In recent years, data-driven models have demonstrated remarkable performance in capturing complex land-atmosphere interactions. In particular, the emergence of weather foundation models, which are pre-trained on vast unlabeled meteorological datasets through self-supervision and can be applied to diverse downstream tasks, has introduced robust backbones capable of representing global atmospheric dynamics. However, fine-tuning these massive models to specific downstream hydrological tasks presents significant challenges. Full fine-tuning is computationally prohibitive, and even parameter-efficient fine-tuning methods, such as Low-Rank Adaptation, also have an amount of computational overhead over the large embedding dimensions of foundation models. Furthermore, modifying the backbone's weights can be a risk of catastrophic forgetting or destabilize the learned representations, which are essential for maintaining their physical consistency during iterative long-term forecasts.

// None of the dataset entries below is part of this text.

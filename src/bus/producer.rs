//! Publish-only handle bound to a topic.

use std::sync::Arc;

use tracing::trace;

use crate::codec::Codec;
use crate::error::{BusError, PublishError};
use crate::message::Message;
use crate::store::Store;

/// Fire-and-forget broadcaster for one topic.
///
/// Holds no state beyond the topic, so clones can be handed to as many
/// threads as needed.
pub struct Producer<S: Store, K: Codec> {
    store: Arc<S>,
    codec: Arc<K>,
    topic: String,
}

impl<S: Store, K: Codec> Clone for Producer<S, K> {
    fn clone(&self) -> Self {
        Self {
            store: Arc::clone(&self.store),
            codec: Arc::clone(&self.codec),
            topic: self.topic.clone(),
        }
    }
}

impl<S: Store, K: Codec> Producer<S, K> {
    pub(crate) fn new(store: Arc<S>, codec: Arc<K>, topic: String) -> Self {
        Self {
            store,
            codec,
            topic,
        }
    }

    pub fn topic(&self) -> &str {
        &self.topic
    }

    /// Publishes each message to its own topic, or to the producer's topic
    /// when the message has none.
    ///
    /// Stops at the first failure. Messages before it stay published.
    pub fn publish<M: Message>(&self, messages: &[M]) -> Result<(), PublishError> {
        publish_all(&*self.store, &*self.codec, Some(&self.topic), messages)
    }
}

pub(crate) fn publish_all<S: Store, K: Codec, M: Message>(
    store: &S,
    codec: &K,
    default_topic: Option<&str>,
    messages: &[M],
) -> Result<(), PublishError> {
    for message in messages {
        let topic = match (message.topic(), default_topic) {
            ("", Some(fallback)) if !fallback.is_empty() => fallback,
            ("", _) => return Err(BusError::MissingTopic),
            (own, _) => own,
        };
        let bytes = codec.encode(message)?;
        let receivers = store.publish(topic, &bytes)?;
        trace!(topic, receivers, "published");
    }
    Ok(())
}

To address these challenges, this study investigates a transfer learning approach that utilizes a weather foundation model backbone with lightweight decoders. This strategy allows the model to handle the robust feature space of the pre-trained backbone while maintaining computational efficiency and architectural stability. We design and evaluate two representative classes of lightweight decoder architectures that differ in their structural complexity and information integration strategy. The first decoder adopts a minimalistic mapping scheme that directly transforms the latent representations of the foundation model into hydrological estimates, allowing us to assess whether the backbone features alone contain sufficient information for soil moisture inference. The second decoder employs a more expressive architecture capable of capturing multi-scale spatial dependencies and structural coherence in the output fields. A key architectural distinction between the two decoders lies in their input configuration: the simpler decoder relies exclusively on backbone representations, whereas the more advanced decoder additionally incorporates prior hydrological state information to reinforce physical consistency and temporal continuity.

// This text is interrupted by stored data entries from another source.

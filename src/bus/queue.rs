//! Work-queue operations over store lists.
//!
//! Messages are pushed onto the head of the list named by their topic and
//! popped from its tail, so each queue is first-in, first-out and each
//! message is taken by exactly one popper.

use std::time::Duration;

use tracing::trace;

use super::MessageBus;
use crate::codec::Codec;
use crate::error::{BusError, PopError, PushError, Result};
use crate::message::Message;
use crate::store::Store;

impl<S: Store, K: Codec> MessageBus<S, K> {
    /// Appends each message to the queue named by its topic.
    ///
    /// Stops at the first failure. Messages before it stay queued.
    pub fn push<M: Message>(&self, messages: &[M]) -> Result<(), PushError> {
        for message in messages {
            let queue = message.topic();
            if queue.is_empty() {
                return Err(BusError::MissingTopic);
            }
            let bytes = self.codec.encode(message)?;
            let len = self.store.lpush(queue, &bytes)?;
            trace!(queue, len, "pushed");
        }
        Ok(())
    }

    /// Takes the oldest message from a queue.
    ///
    /// With no `queues`, the factory's topic names the queue.
    ///
    /// * `timeout == 0`: one non-blocking attempt on the **first** queue;
    ///   `BusError::QueueEmpty` if it has nothing.
    /// * `timeout > 0`: waits on **all** queues at once and returns as soon
    ///   as any has a message, or `BusError::PopTimeout` once `timeout`
    ///   elapses.
    ///
    /// The returned message's topic is the queue it was taken from.
    pub fn pop<M, F>(&self, factory: F, timeout: Duration, queues: &[&str]) -> Result<M, PopError>
    where
        M: Message,
        F: Fn() -> M,
    {
        let queues: Vec<String> = if queues.is_empty() {
            let default = factory().topic().to_string();
            if default.is_empty() {
                return Err(BusError::MissingTopic);
            }
            vec![default]
        } else {
            queues.iter().map(|q| q.to_string()).collect()
        };

        let (queue, bytes) = if timeout.is_zero() {
            let queue = &queues[0];
            match self.store.rpop(queue)? {
                Some(bytes) => (queue.clone(), bytes),
                None => return Err(BusError::QueueEmpty(queue.clone())),
            }
        } else {
            match self.store.brpop(&queues, timeout)? {
                Some(popped) => popped,
                None => return Err(BusError::PopTimeout { queues, timeout }),
            }
        };

        let mut message = self.codec.decode(&factory, &bytes)?;
        message.set_topic(&queue);
        Ok(message)
    }

    /// Number of messages waiting in `queue`.
    pub fn queue_len(&self, queue: &str) -> Result<usize> {
        Ok(self.store.llen(queue)?)
    }
}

Our results indicate that both lightweight decoders successfully reconstruct patterns of hydrological variables (e.g., soil moisture), demonstrating that the weather foundation models' backbone contains sufficient information to infer hydrological variables effectively. This study highlights the immense potential of weather foundation models as a new paradigm for hydrological research, providing a stable and efficient pathway to achieve high-fidelity results without the need for exhaustive fine-tuning.